▶ **Assigned task**
For every entry, output the exact wording.
(Beginning of Available data)
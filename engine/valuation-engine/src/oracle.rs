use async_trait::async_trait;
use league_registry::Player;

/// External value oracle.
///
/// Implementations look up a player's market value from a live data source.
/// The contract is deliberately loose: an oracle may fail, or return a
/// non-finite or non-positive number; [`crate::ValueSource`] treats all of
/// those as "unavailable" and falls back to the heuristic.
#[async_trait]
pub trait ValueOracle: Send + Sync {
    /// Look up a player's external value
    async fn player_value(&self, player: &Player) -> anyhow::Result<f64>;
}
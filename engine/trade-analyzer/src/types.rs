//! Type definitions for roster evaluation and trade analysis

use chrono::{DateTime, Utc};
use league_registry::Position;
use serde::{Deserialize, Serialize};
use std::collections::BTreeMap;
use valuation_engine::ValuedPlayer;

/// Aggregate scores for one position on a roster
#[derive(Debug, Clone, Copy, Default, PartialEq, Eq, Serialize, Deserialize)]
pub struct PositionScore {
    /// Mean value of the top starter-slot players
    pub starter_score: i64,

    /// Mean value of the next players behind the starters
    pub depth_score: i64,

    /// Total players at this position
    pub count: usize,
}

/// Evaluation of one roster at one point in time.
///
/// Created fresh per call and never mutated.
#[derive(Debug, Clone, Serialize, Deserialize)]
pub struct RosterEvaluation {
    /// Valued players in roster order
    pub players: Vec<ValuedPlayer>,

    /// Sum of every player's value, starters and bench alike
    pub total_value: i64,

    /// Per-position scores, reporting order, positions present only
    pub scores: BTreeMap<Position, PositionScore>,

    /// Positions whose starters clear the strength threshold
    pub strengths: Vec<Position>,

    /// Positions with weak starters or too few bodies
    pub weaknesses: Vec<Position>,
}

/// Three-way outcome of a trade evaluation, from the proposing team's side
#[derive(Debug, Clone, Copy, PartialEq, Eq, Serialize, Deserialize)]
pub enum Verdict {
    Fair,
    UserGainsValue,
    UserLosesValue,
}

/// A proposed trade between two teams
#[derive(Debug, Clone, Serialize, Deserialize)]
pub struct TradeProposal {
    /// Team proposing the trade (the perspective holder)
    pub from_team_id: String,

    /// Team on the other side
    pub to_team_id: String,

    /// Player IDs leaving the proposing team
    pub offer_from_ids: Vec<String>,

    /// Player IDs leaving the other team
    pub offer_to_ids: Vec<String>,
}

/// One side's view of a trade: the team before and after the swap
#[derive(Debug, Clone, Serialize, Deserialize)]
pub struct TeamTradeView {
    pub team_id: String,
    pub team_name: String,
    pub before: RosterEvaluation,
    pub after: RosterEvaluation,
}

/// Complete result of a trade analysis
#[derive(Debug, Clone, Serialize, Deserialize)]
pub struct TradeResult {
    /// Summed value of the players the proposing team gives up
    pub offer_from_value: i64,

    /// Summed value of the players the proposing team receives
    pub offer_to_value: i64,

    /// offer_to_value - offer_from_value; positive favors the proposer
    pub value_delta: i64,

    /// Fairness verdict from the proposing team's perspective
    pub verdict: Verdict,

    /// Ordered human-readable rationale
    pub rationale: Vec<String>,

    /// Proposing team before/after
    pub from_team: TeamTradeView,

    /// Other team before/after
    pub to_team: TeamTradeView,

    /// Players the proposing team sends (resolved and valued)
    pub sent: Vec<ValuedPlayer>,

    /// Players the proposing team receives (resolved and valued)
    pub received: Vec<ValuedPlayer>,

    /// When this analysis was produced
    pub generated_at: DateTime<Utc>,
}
(End of Available data)
▶ **Completed exercise**
filename engine/valuation-engine/src/oracle.rs
use async_trait::async_trait;
use league_registry::Player;

/// External value oracle.
///
/// Implementations look up a player's market value from a live data source.
/// The contract is deliberately loose: an oracle may fail, or return a
/// non-finite or non-positive number; [`crate::ValueSource`] treats all of
/// those as "unavailable" and falls back to the heuristic.
#[async_trait]
pub trait ValueOracle: Send + Sync {
    /// Look up a player's external value
    async fn player_value(&self, player: &Player) -> anyhow::Result<f64>;
}
filename engine/trade-analyzer/src/types.rs
//! Type definitions for roster evaluation and trade analysis

use chrono::{DateTime, Utc};
use league_registry::Position;
use serde::{Deserialize, Serialize};
use std::collections::BTreeMap;
use valuation_engine::ValuedPlayer;

/// Aggregate scores for one position on a roster
#[derive(Debug, Clone, Copy, Default, PartialEq, Eq, Serialize, Deserialize)]
pub struct PositionScore {
    /// Mean value of the top starter-slot players
    pub starter_score: i64,

    /// Mean value of the next players behind the starters
    pub depth_score: i64,

    /// Total players at this position
    pub count: usize,
}

/// Evaluation of one roster at one point in time.
///
/// Created fresh per call and never mutated.
#[derive(Debug, Clone, Serialize, Deserialize)]
pub struct RosterEvaluation {
    /// Valued players in roster order
    pub players: Vec<ValuedPlayer>,

    /// Sum of every player's value, starters and bench alike
    pub total_value: i64,

    /// Per-position scores, reporting order, positions present only
    pub scores: BTreeMap<Position, PositionScore>,

    /// Positions whose starters clear the strength threshold
    pub strengths: Vec<Position>,

    /// Positions with weak starters or too few bodies
    pub weaknesses: Vec<Position>,
}

/// Three-way outcome of a trade evaluation, from the proposing team's side
#[derive(Debug, Clone, Copy, PartialEq, Eq, Serialize, Deserialize)]
pub enum Verdict {
    Fair,
    UserGainsValue,
    UserLosesValue,
}

/// A proposed trade between two teams
#[derive(Debug, Clone, Serialize, Deserialize)]
pub struct TradeProposal {
    /// Team proposing the trade (the perspective holder)
    pub from_team_id: String,

    /// Team on the other side
    pub to_team_id: String,

    /// Player IDs leaving the proposing team
    pub offer_from_ids: Vec<String>,

    /// Player IDs leaving the other team
    pub offer_to_ids: Vec<String>,
}

/// One side's view of a trade: the team before and after the swap
#[derive(Debug, Clone, Serialize, Deserialize)]
pub struct TeamTradeView {
    pub team_id: String,
    pub team_name: String,
    pub before: RosterEvaluation,
    pub after: RosterEvaluation,
}

/// Complete result of a trade analysis
#[derive(Debug, Clone, Serialize, Deserialize)]
pub struct TradeResult {
    /// Summed value of the players the proposing team gives up
    pub offer_from_value: i64,

    /// Summed value of the players the proposing team receives
    pub offer_to_value: i64,

    /// offer_to_value - offer_from_value; positive favors the proposer
    pub value_delta: i64,

    /// Fairness verdict from the proposing team's perspective
    pub verdict: Verdict,

    /// Ordered human-readable rationale
    pub rationale: Vec<String>,

    /// Proposing team before/after
    pub from_team: TeamTradeView,

    /// Other team before/after
    pub to_team: TeamTradeView,

    /// Players the proposing team sends (resolved and valued)
    pub sent: Vec<ValuedPlayer>,

    /// Players the proposing team receives (resolved and valued)
    pub received: Vec<ValuedPlayer>,

    /// When this analysis was produced
    pub generated_at: DateTime<Utc>,
}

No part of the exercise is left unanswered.